- Mix and match layouts
- Twin outboard power
- Good range
- Available in cruising, sportfishing and commercial variants
The new Aquila 36 made its Downunder debut at the Sydney Boat Show and it won’t be long before we see this versatile power cat in New Zealand too.
It would be way too easy to call the Aquila 36 a transformer. Note that this is not the electrical kind. More like the robotic, superhero variety. The reason is simply that as a platform, both literally and metaphorically, it can be configured to meet a variety of uses, and then perform each and every one of them with terrific aplomb.
Suffice to say that the level of adaptability and tailoring to meet your needs is quite astounding. These are afforded by configuration in terms of seating, accommodation and amenity, but also a wide and varied choice of powerplants, and then ultimately even the kind of ownership you want to enjoy. The craft has very much become a bit of a darling, not only with private owners, but also syndication and charter fleet operators, as they too eye off its many benefits, simplicity and overall useability.

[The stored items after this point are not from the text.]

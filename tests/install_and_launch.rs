use std::collections::HashMap;
use std::io::Write;
use std::path::PathBuf;
use std::sync::atomic::{AtomicUsize, Ordering};
use std::sync::{Arc, Mutex as StdMutex};

use async_trait::async_trait;
use futures_util::stream::{self, StreamExt};
use tokio::sync::Mutex;
use zip::write::SimpleFileOptions;

use yamcl_lib::commands;
use yamcl_lib::core::auth::LaunchAccountProfile;
use yamcl_lib::core::binary::BinaryKey;
use yamcl_lib::core::downloader::sha1_hex;
use yamcl_lib::core::error::{LauncherError, LauncherResult};
use yamcl_lib::core::platform::{Arch, Family, Platform};
use yamcl_lib::core::remote::{ByteStream, Origin, RemoteStore, RemoteUrl};
use yamcl_lib::core::state::{AppState, LauncherConfig};

#[derive(Default)]
struct Origins {
    bodies: StdMutex<HashMap<String, Vec<u8>>>,
    requests: AtomicUsize,
}

impl Origins {
    fn serve(&self, url: &RemoteUrl, body: impl Into<Vec<u8>>) {
        self.bodies.lock().unwrap().insert(url.to_string(), body.into());
    }

    fn serve_verified(&self, url: &RemoteUrl, body: impl Into<Vec<u8>>) {
        let body = body.into();
        self.serve(&url.companion_sha1(), sha1_hex(&body));
        self.serve(url, body);
    }

    fn requests(&self) -> usize {
        self.requests.load(Ordering::SeqCst)
    }
}

#[async_trait]
impl RemoteStore for Origins {
    async fn open(&self, url: &RemoteUrl) -> LauncherResult<ByteStream> {
        self.requests.fetch_add(1, Ordering::SeqCst);
        let body = self
            .bodies
            .lock()
            .unwrap()
            .get(&url.to_string())
            .cloned()
            .ok_or_else(|| LauncherError::DownloadFailed {
                url: url.to_string(),
                status: 404,
            })?;
        Ok(stream::iter(vec![Ok(body)]).boxed())
    }
}

fn native_jar(library: &str) -> Vec<u8> {
    let mut writer = zip::ZipWriter::new(std::io::Cursor::new(Vec::new()));
    let options = SimpleFileOptions::default();
    writer.start_file(library, options).unwrap();
    writer.write_all(b"native code").unwrap();
    writer.start_file("META-INF/MANIFEST.MF", options).unwrap();
    writer.write_all(b"Manifest-Version: 1.0").unwrap();
    writer.finish().unwrap().into_inner()
}

fn libraries_url(path: &str) -> RemoteUrl {
    RemoteUrl::new(Origin::Libraries, path.split('/'))
}

fn serve_release(origins: &Origins) {
    let manifest = serde_json::json!({
        "id": "1.7.10",
        "minimumLauncherVersion": 13,
        "mainClass": "net.minecraft.client.main.Main",
        "minecraftArguments": "--username ${auth_player_name} --version ${version_name} --gameDir ${game_directory} --assetsDir ${game_assets} --assetIndex ${assets_index_name}",
        "assets": "1.7.10",
        "libraries": [
            { "name": "net.sf.jopt-simple:jopt-simple:4.5" },
            {
                "name": "org.lwjgl.lwjgl:lwjgl-platform:2.9.1",
                "natives": { "linux": "natives-linux-${arch}", "windows": "natives-windows-${arch}" },
                "extract": { "exclude": ["META-INF/"] },
                "rules": [{ "action": "allow" }, { "action": "disallow", "os": { "name": "osx" } }]
            }
        ]
    });
    origins.serve_verified(
        &RemoteUrl::new(Origin::Download, ["versions", "1.7.10", "1.7.10.json"]),
        manifest.to_string(),
    );
    origins.serve_verified(
        &RemoteUrl::new(Origin::Download, ["versions", "1.7.10", "1.7.10.jar"]),
        "client jar",
    );
    origins.serve_verified(
        &libraries_url("net/sf/jopt-simple/jopt-simple/4.5/jopt-simple-4.5.jar"),
        "jopt",
    );
    for classifier in ["natives-linux-32", "natives-linux-64", "natives-windows-32", "natives-windows-64"] {
        origins.serve_verified(
            &libraries_url(&format!(
                "org/lwjgl/lwjgl/lwjgl-platform/2.9.1/lwjgl-platform-2.9.1-{classifier}.jar"
            )),
            native_jar(&format!("{classifier}.so")),
        );
    }

    let object = b"sound bytes".to_vec();
    let hash = sha1_hex(&object);
    origins.serve_verified(
        &RemoteUrl::new(Origin::Download, ["indexes", "1.7.10.json"]),
        serde_json::json!({ "objects": { "sounds/click.ogg": { "hash": hash, "size": object.len() } } })
            .to_string(),
    );
    origins.serve(
        &RemoteUrl::new(Origin::Resources, [hash[..2].to_string(), hash.clone()]),
        object,
    );
}

#[tokio::test]
async fn install_resolve_and_launch_release() {
    let dir: PathBuf = std::env::temp_dir().join(format!("yamcl-it-{}", std::process::id()));
    let _ = std::fs::remove_dir_all(&dir);

    let origins = Arc::new(Origins::default());
    serve_release(&origins);

    let config = LauncherConfig {
        download_exclusive: false,
        platform_override: Some(Platform::new(Family::Linux, Arch::X64)),
        ..LauncherConfig::with_data_dir(&dir)
    };
    let state = Mutex::new(AppState::open_with_remote(config, origins.clone()).await.unwrap());
    let key = BinaryKey::vanilla("1.7.10");

    commands::install_version(&state, &key, None).await.unwrap();
    let lib = dir.join("lib/org/lwjgl/lwjgl/lwjgl-platform/2.9.1");
    assert!(lib.join("natives-linux-64/natives-linux-64.so").exists());
    assert!(lib.join("natives-linux-32").is_dir());
    assert!(lib.join("natives-windows-64").is_dir());
    assert!(!lib.join("natives-linux-64/META-INF").exists());

    let after_install = origins.requests();
    commands::install_version(&state, &key, None).await.unwrap();
    assert_eq!(origins.requests(), after_install);

    state.lock().await.profiles.add("survival").await.unwrap();
    let plan = commands::resolve_launch_plan(&state, &key, "survival", LaunchAccountProfile::offline("Steve"))
        .await
        .unwrap();

    assert_eq!(
        plan.classpath,
        vec![
            dir.join("lib/net/sf/jopt-simple/jopt-simple/4.5/jopt-simple-4.5.jar"),
            dir.join("bin/vanilla/1.7.10/1.7.10.jar"),
        ]
    );
    assert_eq!(plan.native_path, vec![lib.join("natives-linux-64")]);
    assert_eq!(plan.main_class, "net.minecraft.client.main.Main");
    let game_dir = dir.join("profile/survival");
    assert_eq!(plan.game_directory, game_dir);
    assert_eq!(
        plan.arguments,
        vec![
            "--username".to_string(),
            "Steve".to_string(),
            "--version".to_string(),
            "1.7.10".to_string(),
            "--gameDir".to_string(),
            game_dir.to_string_lossy().to_string(),
            "--assetsDir".to_string(),
            dir.join("assets/objects").to_string_lossy().to_string(),
            "--assetIndex".to_string(),
            "1.7.10".to_string(),
        ]
    );

    let cmd = plan.command(std::path::Path::new("java"), 1024);
    let args: Vec<String> = cmd.get_args().map(|a| a.to_string_lossy().to_string()).collect();
    assert_eq!(args[0], "-Xmx1024M");
    assert!(args.contains(&format!(
        "-Djava.library.path={}",
        lib.join("natives-linux-64").to_string_lossy()
    )));

    assert!(commands::check_data_integrity(&state).await.is_clean());

    let _ = std::fs::remove_dir_all(&dir);
}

Remember too, that is a vessel that lands in the $655k to $737k bracket, with the Excursion version that I will talk about in a moment having a slightly sharper entry point. Again, it is based on exactly how you specify it, but expect it to be in the $638k to $715k zone, and that is all set up, ready to go into survey. I mention it now, because it is important not to lock in on price, but rather on what the Aquila 36 can do, and just how much award-winning craft you get for your hard-earned dollar.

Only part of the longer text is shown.